The review also notes that the Commission and the International Labour Organisation (ILO) have increased their cooperation on a wide range of occupational health and safety issues, including the promotion of ILO standards and the approval of Agreement on the Maritime Labour Convention.

Conclusions and future actions

The mid-term review concludes that the Strategy is “broadly fit for purpose”, despite the economic crisis. It supports the continuation of the existing strategy based upon its three-tiered approach of a legal framework setting binding minimum requirements for all Member States, the involvement of social partners at all levels and a strategy promoting a preventative culture.

New proposals

The Commission states that it is considering further action with regards to work-related stress, to improve implementation of the social partner agreement. Proposals to tackle specific emerging risks identified in the strategy are being prepared. These include:
• a revision of the electromagnetic fields Directive 
• a proposal on ergonomics and work-related musculoskeletal disorders
• a possible proposal carcinogens
• a possible initiative on protecting workers from environmental tobacco smoke
• a proposal to align health and safety Directives with the new Regulation on the classification labelling and packaging of substances and mixtures

The Commission is also considering non-binding measures in regards to occupational health and safety issues.

Common EU Monitoring

The Commission considers that the second phase of the implementation of the strategy will help the development of a structured and commonly accepted monitoring tool for the evaluation of future EU occupational health strategies to be implemented by the Member States.

The aim of creating a commonly accepted monitoring tool would help towards aligning future EU and national objectives and priorities. This will require reliable indictors to monitor the implementation of national strategies in regards to the EU strategy. The Commission also wants such indicators to take into consideration structural and systemic objectives as well as hazard and related objectives.

Next Steps

The mid-term review has been sent to the European Parliament and the Council for examination and either or both of these institutions may decide to formally respond to it.
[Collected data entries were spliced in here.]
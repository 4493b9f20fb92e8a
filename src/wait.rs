//! User-facing wait policy for readiness polling
//!
//! End users configure how long an apply waits for the control plane as
//! a duration string (`"5m"`, `"45m"`) or the sentinel `"do_not_retry"`
//! to skip polling entirely. Invalid strings fall back to the default
//! with a logged warning rather than failing the apply.

use std::time::Duration;

use tracing::warn;

/// Sentinel string that disables readiness polling
pub const DO_NOT_RETRY: &str = "do_not_retry";

/// Default wait budget when none (or garbage) is configured
pub const DEFAULT_WAIT_TIMEOUT: Duration = Duration::from_secs(5 * 60);

/// How long to wait for the control plane after a mutation
#[derive(Clone, Copy, Debug, PartialEq, Eq)]
pub enum WaitPolicy {
    /// Poll until ready, bounded by this wall-clock budget
    Wait(Duration),
    /// Fire the mutation and return without polling
    DoNotRetry,
}

impl WaitPolicy {
    /// Parse a user-supplied wait string
    ///
    /// Never fails: unparseable input logs a warning and falls back to
    /// [`DEFAULT_WAIT_TIMEOUT`].
    pub fn parse(input: &str) -> Self {
        if input == DO_NOT_RETRY {
            return Self::DoNotRetry;
        }
        match humantime::parse_duration(input) {
            Ok(timeout) => Self::Wait(timeout),
            Err(_) => {
                warn!(
                    input = %input,
                    default = %humantime::format_duration(DEFAULT_WAIT_TIMEOUT),
                    "invalid wait duration, falling back to default"
                );
                Self::Wait(DEFAULT_WAIT_TIMEOUT)
            }
        }
    }

    /// The polling budget, or `None` when polling is disabled
    pub fn timeout(&self) -> Option<Duration> {
        match self {
            Self::Wait(timeout) => Some(*timeout),
            Self::DoNotRetry => None,
        }
    }
}

impl Default for WaitPolicy {
    fn default() -> Self {
        Self::Wait(DEFAULT_WAIT_TIMEOUT)
    }
}
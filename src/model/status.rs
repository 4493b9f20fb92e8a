//! Remote status types: phases, conditions, and settle-state interpretation
//!
//! Phases are written only by the TMC control plane; the client observes
//! them through polling and never sets them. The settle-state methods
//! decide whether a poll should stop (ready, or terminally failed) or
//! keep going.

use std::collections::BTreeMap;

use serde::{Deserialize, Serialize};

use crate::error::Error;
use crate::poll::PollState;

/// Condition type the control plane uses to signal overall readiness
pub const READY_CONDITION: &str = "ready";

/// Coarse-grained lifecycle phase of an EKS cluster
#[derive(Clone, Copy, Debug, Default, Deserialize, Serialize, PartialEq, Eq)]
#[serde(rename_all = "SCREAMING_SNAKE_CASE")]
pub enum ClusterPhase {
    /// Cluster is waiting to be provisioned
    #[default]
    Pending,
    /// Control plane infrastructure is being created
    Creating,
    /// Cluster is fully operational
    Ready,
    /// A spec change is being applied
    Updating,
    /// Control plane version upgrade in progress
    Upgrading,
    /// Cluster is being torn down
    Deleting,
    /// Cluster has encountered an error
    Error,
    /// Account-level resource limits were hit
    OverLimit,
    /// Phase string the client does not recognize
    #[serde(other)]
    Unknown,
}

impl std::fmt::Display for ClusterPhase {
    fn fmt(&self, f: &mut std::fmt::Formatter<'_>) -> std::fmt::Result {
        let s = match self {
            Self::Pending => "PENDING",
            Self::Creating => "CREATING",
            Self::Ready => "READY",
            Self::Updating => "UPDATING",
            Self::Upgrading => "UPGRADING",
            Self::Deleting => "DELETING",
            Self::Error => "ERROR",
            Self::OverLimit => "OVER_LIMIT",
            Self::Unknown => "UNKNOWN",
        };
        write!(f, "{s}")
    }
}

/// Coarse-grained lifecycle phase of a nodepool
#[derive(Clone, Copy, Debug, Default, Deserialize, Serialize, PartialEq, Eq)]
#[serde(rename_all = "SCREAMING_SNAKE_CASE")]
pub enum NodepoolPhase {
    /// Nodepool infrastructure is being created
    #[default]
    Creating,
    /// Nodepool is fully operational
    Ready,
    /// Scaling configuration change in progress
    Resizing,
    /// Node version upgrade in progress
    Upgrading,
    /// Node version upgrade failed
    UpgradeFailed,
    /// Waiting on the parent cluster
    Waiting,
    /// A spec change is being applied
    Updating,
    /// Nodepool is being torn down
    Deleting,
    /// Nodepool has encountered an error
    Error,
    /// Phase string the client does not recognize
    #[serde(other)]
    Unknown,
}

impl std::fmt::Display for NodepoolPhase {
    fn fmt(&self, f: &mut std::fmt::Formatter<'_>) -> std::fmt::Result {
        let s = match self {
            Self::Creating => "CREATING",
            Self::Ready => "READY",
            Self::Resizing => "RESIZING",
            Self::Upgrading => "UPGRADING",
            Self::UpgradeFailed => "UPGRADE_FAILED",
            Self::Waiting => "WAITING",
            Self::Updating => "UPDATING",
            Self::Deleting => "DELETING",
            Self::Error => "ERROR",
            Self::Unknown => "UNKNOWN",
        };
        write!(f, "{s}")
    }
}

/// Condition status following Kubernetes conventions
#[derive(Clone, Copy, Debug, Default, Deserialize, Serialize, PartialEq, Eq)]
pub enum ConditionStatus {
    /// Condition is true
    True,
    /// Condition is false
    False,
    /// Condition status is unknown
    #[default]
    Unknown,
}

/// Severity of a condition
///
/// Distinguishes a transient non-ready condition from a terminal error.
#[derive(Clone, Copy, Debug, Default, Deserialize, Serialize, PartialEq, Eq)]
#[serde(rename_all = "SCREAMING_SNAKE_CASE")]
pub enum Severity {
    /// Informational, resource is settling normally
    #[default]
    Info,
    /// Degraded but may recover on its own
    Warning,
    /// Terminal failure, polling will never see READY
    Error,
    /// Severity string the client does not recognize
    #[serde(other)]
    Unknown,
}

/// Fine-grained status entry keyed by condition type
#[derive(Clone, Debug, Default, Deserialize, Serialize, PartialEq)]
#[serde(rename_all = "camelCase")]
pub struct Condition {
    /// Type of condition (e.g., "ready")
    #[serde(rename = "type", default)]
    pub type_: String,

    /// Status of the condition
    #[serde(default)]
    pub status: ConditionStatus,

    /// Severity of the condition
    #[serde(default)]
    pub severity: Severity,

    /// Machine-readable reason
    #[serde(default)]
    pub reason: String,

    /// Human-readable message
    #[serde(default)]
    pub message: String,
}

impl Condition {
    /// Create a condition with the given type, severity, reason, and message
    pub fn new(
        type_: impl Into<String>,
        status: ConditionStatus,
        severity: Severity,
        reason: impl Into<String>,
        message: impl Into<String>,
    ) -> Self {
        Self {
            type_: type_.into(),
            status,
            severity,
            reason: reason.into(),
            message: message.into(),
        }
    }
}

/// Inspect a condition map for a terminal ready-condition failure
fn terminal_failure(
    conditions: &BTreeMap<String, Condition>,
    resource: &str,
) -> Option<Error> {
    let ready = conditions.get(READY_CONDITION)?;
    if ready.severity == Severity::Error {
        Some(Error::terminal(resource, &ready.reason, &ready.message))
    } else {
        None
    }
}

/// Status reported by the control plane for an EKS cluster
#[derive(Clone, Debug, Default, Deserialize, Serialize, PartialEq)]
#[serde(rename_all = "camelCase")]
pub struct ClusterStatus {
    /// Current lifecycle phase
    #[serde(default, skip_serializing_if = "Option::is_none")]
    pub phase: Option<ClusterPhase>,

    /// Conditions keyed by condition type
    #[serde(default, skip_serializing_if = "BTreeMap::is_empty")]
    pub conditions: BTreeMap<String, Condition>,

    /// EKS platform version, once known
    #[serde(default, skip_serializing_if = "Option::is_none")]
    pub platform_version: Option<String>,
}

impl ClusterStatus {
    /// Decide whether the cluster has reached a terminal state
    ///
    /// READY is terminal success. A ready condition with severity ERROR
    /// is terminal failure and stops polling immediately. Anything else
    /// keeps polling; the caller's budget is the only bound on how long
    /// a non-terminal phase may persist.
    pub fn settle_state(&self, resource: &str) -> Result<PollState, Error> {
        if self.phase == Some(ClusterPhase::Ready) {
            return Ok(PollState::Settled);
        }
        if let Some(err) = terminal_failure(&self.conditions, resource) {
            return Err(err);
        }
        Ok(PollState::Pending)
    }
}

/// Status reported by the control plane for a nodepool
#[derive(Clone, Debug, Default, Deserialize, Serialize, PartialEq)]
#[serde(rename_all = "camelCase")]
pub struct NodepoolStatus {
    /// Current lifecycle phase
    #[serde(default, skip_serializing_if = "Option::is_none")]
    pub phase: Option<NodepoolPhase>,

    /// Conditions keyed by condition type
    #[serde(default, skip_serializing_if = "BTreeMap::is_empty")]
    pub conditions: BTreeMap<String, Condition>,
}

impl NodepoolStatus {
    /// Decide whether the nodepool has reached a terminal state
    ///
    /// Same contract as [`ClusterStatus::settle_state`].
    pub fn settle_state(&self, resource: &str) -> Result<PollState, Error> {
        if self.phase == Some(NodepoolPhase::Ready) {
            return Ok(PollState::Settled);
        }
        if let Some(err) = terminal_failure(&self.conditions, resource) {
            return Err(err);
        }
        Ok(PollState::Pending)
    }
}
//! Bounded fixed-interval polling for eventually-consistent operations
//!
//! The control plane applies mutations asynchronously; after every
//! create, update, or delete the client polls the resource until it
//! reaches a terminal state. Two budgets exist: a fixed attempt count
//! (deletion) and a wall-clock timeout (creation and update, whose
//! completion time varies widely).
//!
//! An operation reports one of three things per attempt:
//! - `Ok(PollState::Settled)` - terminal success, stop.
//! - `Ok(PollState::Pending)` - still settling, sleep and retry.
//! - `Err(e)` - stop immediately when `!e.is_retryable()`; otherwise the
//!   error is remembered and polling continues.
//!
//! Exhausting the budget is always an explicit [`Error::Timeout`]
//! carrying the last retryable error, never a silent success.
//!
//! There is no cancellation token: polling runs to its budget. The
//! budget is the caller's only escape hatch.

use std::time::{Duration, Instant};

use tracing::{debug, error, warn};

use crate::error::Error;

/// Default sleep between poll attempts
pub const DEFAULT_POLL_INTERVAL: Duration = Duration::from_secs(10);

/// Outcome of a single poll attempt
#[derive(Clone, Copy, Debug, PartialEq, Eq)]
pub enum PollState {
    /// The operation reached its terminal state
    Settled,
    /// The operation is still settling; poll again
    Pending,
}

/// Poll until settled or a fixed attempt count is exhausted
///
/// Returns the number of attempts used on success. Non-retryable errors
/// propagate immediately; retryable errors keep polling and surface
/// inside the final [`Error::Timeout`] if the budget runs out.
pub async fn poll_with_attempts<F, Fut>(
    interval: Duration,
    max_attempts: u32,
    operation_name: &str,
    mut operation: F,
) -> Result<u32, Error>
where
    F: FnMut() -> Fut,
    Fut: std::future::Future<Output = Result<PollState, Error>>,
{
    let start = Instant::now();
    let mut last_error: Option<Error> = None;

    for attempt in 1..=max_attempts {
        match operation().await {
            Ok(PollState::Settled) => {
                debug!(operation = %operation_name, attempt, "operation settled");
                return Ok(attempt);
            }
            Ok(PollState::Pending) => {
                debug!(operation = %operation_name, attempt, "still settling");
                last_error = None;
            }
            Err(e) if e.is_retryable() => {
                warn!(operation = %operation_name, attempt, error = %e, "poll attempt failed, retrying");
                last_error = Some(e);
            }
            Err(e) => {
                error!(operation = %operation_name, attempt, error = %e, "operation failed terminally");
                return Err(e);
            }
        }

        if attempt < max_attempts {
            tokio::time::sleep(interval).await;
        }
    }

    error!(operation = %operation_name, attempts = max_attempts, "attempt budget exhausted");
    Err(Error::timeout(operation_name, start.elapsed(), last_error))
}

/// Poll until settled or a wall-clock timeout elapses
///
/// Same per-attempt contract as [`poll_with_attempts`], bounded by
/// elapsed time instead of attempt count. The elapsed check runs after
/// each attempt, so the operation is always tried at least once.
pub async fn poll_until_timeout<F, Fut>(
    interval: Duration,
    timeout: Duration,
    operation_name: &str,
    mut operation: F,
) -> Result<(), Error>
where
    F: FnMut() -> Fut,
    Fut: std::future::Future<Output = Result<PollState, Error>>,
{
    let start = Instant::now();
    let mut last_error: Option<Error> = None;

    loop {
        match operation().await {
            Ok(PollState::Settled) => {
                debug!(operation = %operation_name, "operation settled");
                return Ok(());
            }
            Ok(PollState::Pending) => {
                debug!(operation = %operation_name, "still settling");
                last_error = None;
            }
            Err(e) if e.is_retryable() => {
                warn!(operation = %operation_name, error = %e, "poll attempt failed, retrying");
                last_error = Some(e);
            }
            Err(e) => {
                error!(operation = %operation_name, error = %e, "operation failed terminally");
                return Err(e);
            }
        }

        if start.elapsed() >= timeout {
            error!(operation = %operation_name, waited = ?start.elapsed(), "timeout exhausted");
            return Err(Error::timeout(operation_name, start.elapsed(), last_error));
        }

        tokio::time::sleep(interval).await;
    }
}

#[cfg(test)]
mod tests {
    use super::*;
    use std::sync::atomic::{AtomicU32, Ordering};
    use std::sync::Arc;

    const TICK: Duration = Duration::from_millis(1);

    #[tokio::test]
    async fn test_settles_immediately() {
        let used = poll_with_attempts(TICK, 3, "op", || async { Ok(PollState::Settled) })
            .await
            .unwrap();
        assert_eq!(used, 1);
    }

    #[tokio::test]
    async fn test_settles_after_pending_attempts() {
        let count = Arc::new(AtomicU32::new(0));
        let c = count.clone();

        let used = poll_with_attempts(TICK, 5, "op", || {
            let c = c.clone();
            async move {
                if c.fetch_add(1, Ordering::SeqCst) < 2 {
                    Ok(PollState::Pending)
                } else {
                    Ok(PollState::Settled)
                }
            }
        })
        .await
        .unwrap();

        assert_eq!(used, 3);
        assert_eq!(count.load(Ordering::SeqCst), 3);
    }

    /// Story: exhausting attempts is an explicit timeout, never success
    ///
    /// An operation that stayed pending through the whole budget never
    /// confirmed success; reporting Ok would hide an unfinished delete.
    #[tokio::test]
    async fn test_exhaustion_without_error_is_a_timeout() {
        let err = poll_with_attempts(TICK, 3, "delete nodepool np-1", || async {
            Ok(PollState::Pending)
        })
        .await
        .unwrap_err();

        match err {
            Error::Timeout { operation, last_error, .. } => {
                assert_eq!(operation, "delete nodepool np-1");
                assert!(last_error.is_none());
            }
            other => panic!("expected Timeout, got {other}"),
        }
    }

    /// Story: transient errors keep polling and surface in the timeout
    #[tokio::test]
    async fn test_retryable_errors_surface_in_the_timeout() {
        let err = poll_with_attempts(TICK, 3, "op", || async {
            Err(Error::api("bad gateway", Some(502)))
        })
        .await
        .unwrap_err();

        match err {
            Error::Timeout { last_error, .. } => {
                let last = last_error.expect("last error should be captured");
                assert!(last.contains("bad gateway"));
            }
            other => panic!("expected Timeout, got {other}"),
        }
    }

    /// Story: a terminal error stops polling at once
    #[tokio::test]
    async fn test_non_retryable_error_stops_immediately() {
        let count = Arc::new(AtomicU32::new(0));
        let c = count.clone();

        let err = poll_with_attempts(TICK, 5, "op", || {
            let c = c.clone();
            async move {
                c.fetch_add(1, Ordering::SeqCst);
                Err(Error::terminal("np-1", "CREATE_FAILED", "boom"))
            }
        })
        .await
        .unwrap_err();

        assert!(matches!(err, Error::Terminal { .. }));
        assert_eq!(count.load(Ordering::SeqCst), 1, "must not retry a terminal error");
    }

    #[tokio::test]
    async fn test_timeout_mode_settles_before_deadline() {
        let count = Arc::new(AtomicU32::new(0));
        let c = count.clone();

        poll_until_timeout(TICK, Duration::from_secs(5), "op", || {
            let c = c.clone();
            async move {
                if c.fetch_add(1, Ordering::SeqCst) < 1 {
                    Ok(PollState::Pending)
                } else {
                    Ok(PollState::Settled)
                }
            }
        })
        .await
        .unwrap();

        assert_eq!(count.load(Ordering::SeqCst), 2);
    }

    #[tokio::test]
    async fn test_timeout_mode_expires() {
        let err = poll_until_timeout(TICK, Duration::from_millis(5), "cluster dev ready", || async {
            Ok(PollState::Pending)
        })
        .await
        .unwrap_err();

        assert!(matches!(err, Error::Timeout { .. }));
    }

    #[tokio::test]
    async fn test_zero_timeout_still_tries_once() {
        let result = poll_until_timeout(TICK, Duration::ZERO, "op", || async {
            Ok(PollState::Settled)
        })
        .await;
        assert!(result.is_ok());
    }
}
The mid-term review also notes that future priorities will also depend on the progress made in the implementation of the current strategy for the period 2007-2012.  The Commission is expected to launch a wide-ranging consultation on the priorities for the new EU occupational health and safety strategy in the second half of 2011 and continue into 2012. The consultation will be used to prepare the outline of the future strategy by identifying the priorities of the new strategy to be adopted in 2013.